Personal information
- Born: 4 November 1996 (age 29)

Sport
- Sport: Athletics
- Events: Sprint, Hurdles

Achievements and titles
- Personal bests: 400m 52.71 (2025) 400m hurdles 54.69 (2025)

= Daniela Ledecká =

Slovak athlete

Daniela Ledecká (born 4 November 1996) is a Slovak athlete. She has won multiple national championship titles in the 400 metres hurdles. She competed in the 400 metres at the 2025 World Athletics Indoor Championships.

==Biography==
Ledecká competes as a member of VŠC Dukla Banská Bystrica. She ran in the Slovak 4 x 400 metres relay team at the 2018 European Athletics Championships, in which they placed eighth overall. She also competed in the 400 metres hurdles at the championships, held in Berlin. In June 2019, she set a new personal best for the 400 m hurdles in Šamorín with a time of 56.79 seconds for the 400 metres hurdles.

At the 2021 World Athletics Relays in Chorzów, Poland, she finished sixth in the 2 x 2 x 400 m relay with Patrik Dömötör.

She ran at the 2022 World Athletics Championships in Eugene, Oregon, where she became the first Slovak women to compete in the 400 metres hurdles at the world championships. Later that summer she competed at the 2022 European Athletics Championships in Germany. In August 2023, she finished fourth at the delayed 2021 World University Games in Chengdu, finishing in 56.71 seconds.

She reached the semi-finals competing for Slovakia at the 2024 European Athletics Championships in Rome, Italy in June 2024.

She was a semi-finalist in the 400 metres at the 2025 World Athletics Indoor Championships in Nanjing, China, finishing with the tenth fastest time of 53.39 seconds. She took part in the 2025 Diamond League at the 2025 London Athletics Meet in July 2025.

She was a semi-finalist in the women's 400 metres hurdles at the 2025 World Athletics Championships in Tokyo, Japan, in September 2025.

She was selected for the 2026 World Athletics Indoor Championships in Poland, running the 400 metres without advancing to the semi-finals.

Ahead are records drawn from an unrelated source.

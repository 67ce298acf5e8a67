// Copyright (c) 2025 R3BL LLC. Licensed under Apache License, Version 2.0.

use strum::IntoEnumIterator;

use crate::{Binding, EditMode, KeyPress, LineReader, LineReaderOption, ParseContext,
            ParseError, Resolution, Unwind, WidgetName, WidgetRef, WidgetResult, next_mode,
            render_char};

/// Accept the line, unless the parser says it continues (an open quote, a trailing
/// `\`), in which case a newline is added and editing goes on. History references
/// are expanded first; with `HISTORY_VERIFY` the expanded line is shown again instead
/// of being accepted. In the menu this only accepts the selected candidate.
pub(super) fn accept_line(reader: &mut LineReader) -> WidgetResult {
    if reader.state.mode.mode() == EditMode::Menu {
        reader.close_menu();
        return Ok(true);
    }

    let text = reader.state.buffer.text();
    let cursor = reader.state.buffer.cursor();
    if let Err(ParseError::Incomplete { missing }) =
        reader.parser.parse(&text, cursor, ParseContext::AcceptLine)
    {
        tracing::debug!(message = "line continues", missing = %missing);
        reader.state.missing = missing;
        let buffer = &mut reader.state.buffer;
        buffer.set_cursor(buffer.len());
        buffer.insert_char('\n');
        return Ok(true);
    }

    let expand = reader.state.mask.is_none()
        && !reader.is_set(LineReaderOption::DisableEventExpansion);
    if expand {
        match reader
            .expander
            .expand_history(reader.history.as_ref(), &text)
        {
            Err(error) => {
                tracing::debug!(message = "history expansion failed", %error);
                reader.state.post = Some(error.to_string());
                return Ok(false);
            }
            Ok(expanded) if expanded != text => {
                reader.state.buffer.replace_all(&expanded);
                if reader.is_set(LineReaderOption::HistoryVerify) {
                    return Ok(true);
                }
            }
            Ok(_) => {}
        }
    }

    reader.state.missing.clear();
    reader.state.accepted = true;
    Ok(true)
}

/// `^C` interrupts the read. Other keys bound here leave a recursive edit, or throw
/// the line away.
pub(super) fn abort(reader: &mut LineReader) -> WidgetResult {
    if reader.state.keys.last() == Some(&KeyPress::ctrl('c')) {
        return Err(Unwind::Interrupted);
    }
    if reader.state.recursive_edit_depth > 0 {
        reader.state.accepted = true;
        return Ok(false);
    }
    reader.state.buffer.clear();
    reader.state.clear_region();
    Ok(false)
}

pub(super) fn beep(reader: &mut LineReader) -> WidgetResult {
    reader.beep()?;
    Ok(true)
}

pub(super) fn clear_screen(reader: &mut LineReader) -> WidgetResult {
    reader.state.clear_screen = true;
    reader.redisplay()?;
    Ok(true)
}

pub(super) fn redisplay(reader: &mut LineReader) -> WidgetResult {
    reader.redisplay()?;
    Ok(true)
}

/// Names `execute-named-cmd` accepts: the built-ins and registered user widgets.
fn widget_names(reader: &LineReader) -> Vec<String> {
    let mut names: Vec<String> = WidgetName::iter()
        .filter(|widget| !widget.is_callback())
        .map(|widget| widget.name().to_string())
        .chain(reader.widgets.names().into_iter().map(ToString::to_string))
        .collect();
    names.sort();
    names.dedup();
    names
}

/// Read a widget name below the buffer (Tab completes it) and run that widget.
pub(super) fn execute_named_cmd(reader: &mut LineReader) -> WidgetResult {
    let names = widget_names(reader);
    let completions: Vec<&str> = names.iter().map(String::as_str).collect();
    let Some(name) = reader.read_minibuffer("execute: ", &completions)? else {
        return Ok(true);
    };
    let name = name.trim();
    if !names.iter().any(|it| it == name) {
        reader.state.post = Some(format!("No such widget `{name}'"));
        return Ok(false);
    }

    let mode = reader.state.mode.mode();
    let widget = WidgetRef::from_name(name);
    tracing::debug!(message = "execute named widget", widget = %widget);
    let succeeded = reader.invoke(&widget)?;
    if succeeded
        && let Some(builtin) = widget.builtin()
        && let Some(next) = next_mode(mode, builtin)
    {
        reader.state.mode.set_mode(next);
    }
    Ok(succeeded)
}

/// Read one key binding and store the name of its widget for [`LineReader::reply`].
pub(super) fn read_command(reader: &mut LineReader) -> WidgetResult {
    match reader.read_binding()? {
        Resolution::Bound { binding, .. } => {
            let name = match binding {
                Binding::Widget(widget) => widget.name().to_string(),
                Binding::Insert(_) => WidgetName::SelfInsert.name().to_string(),
                Binding::Unbound => WidgetName::UndefinedKey.name().to_string(),
            };
            reader.state.reply = Some(name);
            Ok(true)
        }
        Resolution::Unmatched { .. } => {
            reader.state.reply = None;
            Ok(false)
        }
        Resolution::EndOfInput => Err(Unwind::EndOfInput),
    }
}

/// Edit in a nested loop until a line is accepted, then carry on with the outer one.
pub(super) fn recursive_edit(reader: &mut LineReader) -> WidgetResult {
    reader.state.recursive_edit_depth += 1;
    tracing::debug!(message = "recursive edit", depth = reader.state.recursive_edit_depth);
    let outcome = reader.edit_loop();
    reader.state.recursive_edit_depth -= 1;
    outcome.map(|()| true)
}

pub(super) fn what_cursor_position(reader: &mut LineReader) -> WidgetResult {
    let buffer = &reader.state.buffer;
    let cursor = buffer.cursor();
    let len = buffer.len();
    let (_, column) = buffer.cursor_line_col();
    let char_info = match buffer.current_char() {
        Some(ch) => {
            let code = u32::from(ch);
            format!("{} (0o{code:o}, {code}, 0x{code:x})", render_char(ch))
        }
        None => "EOF".to_string(),
    };
    reader.state.post = Some(format!(
        "Char: {char_info}  point {cursor} of {len}  column {column}"
    ));
    Ok(true)
}

/// Read the key again as its lowercase version.
pub(super) fn do_lowercase_version(reader: &mut LineReader) -> WidgetResult {
    match reader.state.keys.last().and_then(KeyPress::to_lowercase) {
        Some(key) => {
            reader.input.push_front_keys(&[key]);
            Ok(true)
        }
        None => Ok(false),
    }
}

/// Mouse reports are only taken when `MOUSE` is set.
pub(super) fn mouse(reader: &mut LineReader) -> WidgetResult {
    Ok(reader.is_set(LineReaderOption::Mouse))
}

#[cfg(test)]
mod tests {
    use super::super::test_support::{cursor, reader_with, reader_with_keys, run, text, typed};
    use crate::{EditMode, KeyPress, LineReaderOption, MemoryHistory, Unwind, WidgetName,
                call_builtin};
    use pretty_assertions::assert_eq;

    #[test]
    fn test_accept_line() {
        let mut reader = reader_with("ls", 1);
        assert!(run(&mut reader, WidgetName::AcceptLine));
        assert!(reader.state.accepted);
        assert_eq!(text(&reader), "ls");
    }

    #[test]
    fn test_open_quote_continues_the_line() {
        let mut reader = reader_with("echo 'abc", 2);
        assert!(run(&mut reader, WidgetName::AcceptLine));
        assert!(!reader.state.accepted);
        assert_eq!(text(&reader), "echo 'abc\n");
        assert_eq!(reader.state.missing, "quote");
    }

    #[test]
    fn test_history_expansion_on_accept() {
        let mut reader = reader_with("sudo !!", 7);
        reader.history = Box::new(MemoryHistory::from_lines(&["make install"]));
        assert!(run(&mut reader, WidgetName::AcceptLine));
        assert!(reader.state.accepted);
        assert_eq!(text(&reader), "sudo make install");

        let mut reader = reader_with("sudo !!", 7);
        reader.history = Box::new(MemoryHistory::from_lines(&["make install"]));
        reader.options_mut().set(LineReaderOption::HistoryVerify);
        assert!(run(&mut reader, WidgetName::AcceptLine));
        assert!(!reader.state.accepted);
        assert_eq!(text(&reader), "sudo make install");

        let mut reader = reader_with("!nope", 5);
        assert!(!run(&mut reader, WidgetName::AcceptLine));
        assert!(!reader.state.accepted);
        assert_eq!(reader.state.post.as_deref(), Some("!nope: event not found"));
    }

    #[test]
    fn test_masked_lines_are_not_expanded() {
        let mut reader = reader_with("pa!!word", 8);
        reader.state.mask = Some('*');
        assert!(run(&mut reader, WidgetName::AcceptLine));
        assert_eq!(text(&reader), "pa!!word");
    }

    #[test]
    fn test_accept_in_menu_keeps_editing() {
        let mut reader = reader_with("git status ", 11);
        reader.state.mode.set_mode(EditMode::Menu);
        assert!(run(&mut reader, WidgetName::AcceptLine));
        assert!(!reader.state.accepted);
        assert_eq!(reader.state.mode.mode(), EditMode::Emacs);
    }

    #[test]
    fn test_abort() {
        let mut reader = reader_with("draft", 5);
        typed(&mut reader, KeyPress::ctrl('c'));
        let result = call_builtin(&mut reader, WidgetName::Abort);
        assert!(matches!(result, Err(Unwind::Interrupted)));

        let mut reader = reader_with("draft", 5);
        typed(&mut reader, KeyPress::ctrl('g'));
        assert!(!run(&mut reader, WidgetName::Abort));
        assert_eq!(text(&reader), "");
    }

    #[test]
    fn test_execute_named_cmd() {
        let mut reader = reader_with_keys("abc", 0, "end-of-l\t\r");
        assert!(run(&mut reader, WidgetName::ExecuteNamedCmd));
        assert_eq!(cursor(&reader), 3);
        assert_eq!(reader.state.minibuffer, None);

        let mut reader = reader_with_keys("abc", 0, "nope\r");
        assert!(!run(&mut reader, WidgetName::ExecuteNamedCmd));
        assert_eq!(reader.state.post.as_deref(), Some("No such widget `nope'"));
    }

    #[test]
    fn test_execute_named_cmd_changes_mode() {
        let mut reader = reader_with_keys("abc", 0, "vi-add-eol\r");
        reader.state.mode.set_mode(EditMode::ViCommand);
        assert!(run(&mut reader, WidgetName::ExecuteNamedCmd));
        assert_eq!(reader.state.mode.mode(), EditMode::ViInsert);
        assert_eq!(cursor(&reader), 3);
    }

    #[test]
    fn test_read_command_stores_reply() {
        let mut reader = reader_with_keys("", 0, "\x01");
        assert!(run(&mut reader, WidgetName::ReadCommand));
        assert_eq!(reader.reply(), Some("beginning-of-line"));
    }

    #[test]
    fn test_recursive_edit_returns_on_accept() {
        let mut reader = reader_with_keys("", 0, "hi\r");
        assert!(run(&mut reader, WidgetName::RecursiveEdit));
        assert_eq!(text(&reader), "hi");
        assert_eq!(reader.state.recursive_edit_depth, 0);
    }

    #[test]
    fn test_what_cursor_position() {
        let mut reader = reader_with("ab\ncd", 4);
        assert!(run(&mut reader, WidgetName::WhatCursorPosition));
        assert_eq!(
            reader.state.post.as_deref(),
            Some("Char: d (0o144, 100, 0x64)  point 4 of 5  column 1")
        );

        let mut reader = reader_with("ab", 2);
        run(&mut reader, WidgetName::WhatCursorPosition);
        assert_eq!(
            reader.state.post.as_deref(),
            Some("Char: EOF  point 2 of 2  column 2")
        );
    }

    #[test]
    fn test_do_lowercase_version() {
        let mut reader = reader_with("", 0);
        typed(&mut reader, KeyPress::alt('X'));
        assert!(run(&mut reader, WidgetName::DoLowercaseVersion));
        assert_eq!(reader.read_key().unwrap(), KeyPress::alt('x'));

        typed(&mut reader, KeyPress::alt('x'));
        assert!(!run(&mut reader, WidgetName::DoLowercaseVersion));
    }

    #[test]
    fn test_mouse_needs_option() {
        let mut reader = reader_with("", 0);
        assert!(!run(&mut reader, WidgetName::Mouse));
        reader.options_mut().set(LineReaderOption::Mouse);
        assert!(run(&mut reader, WidgetName::Mouse));
    }

    #[test]
    fn test_clear_screen_and_beep() {
        let mut reader = reader_with("", 0);
        assert!(run(&mut reader, WidgetName::ClearScreen));
        assert!(!reader.state.clear_screen);
        assert!(run(&mut reader, WidgetName::Beep));
        assert_eq!(reader.bell_count(), 1);
    }
}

Competing at the 2026 European Athletics Championships in Birmingham, England, she was a semi-finalist in the 400 metres hurdles. She also competed in the women's 4 × 400 metres relay at the championships.

==Personal life==
In 2023, she appeared on Slovak television quiz show Riskuj! alongside her national teammate and friend Viktória Forster.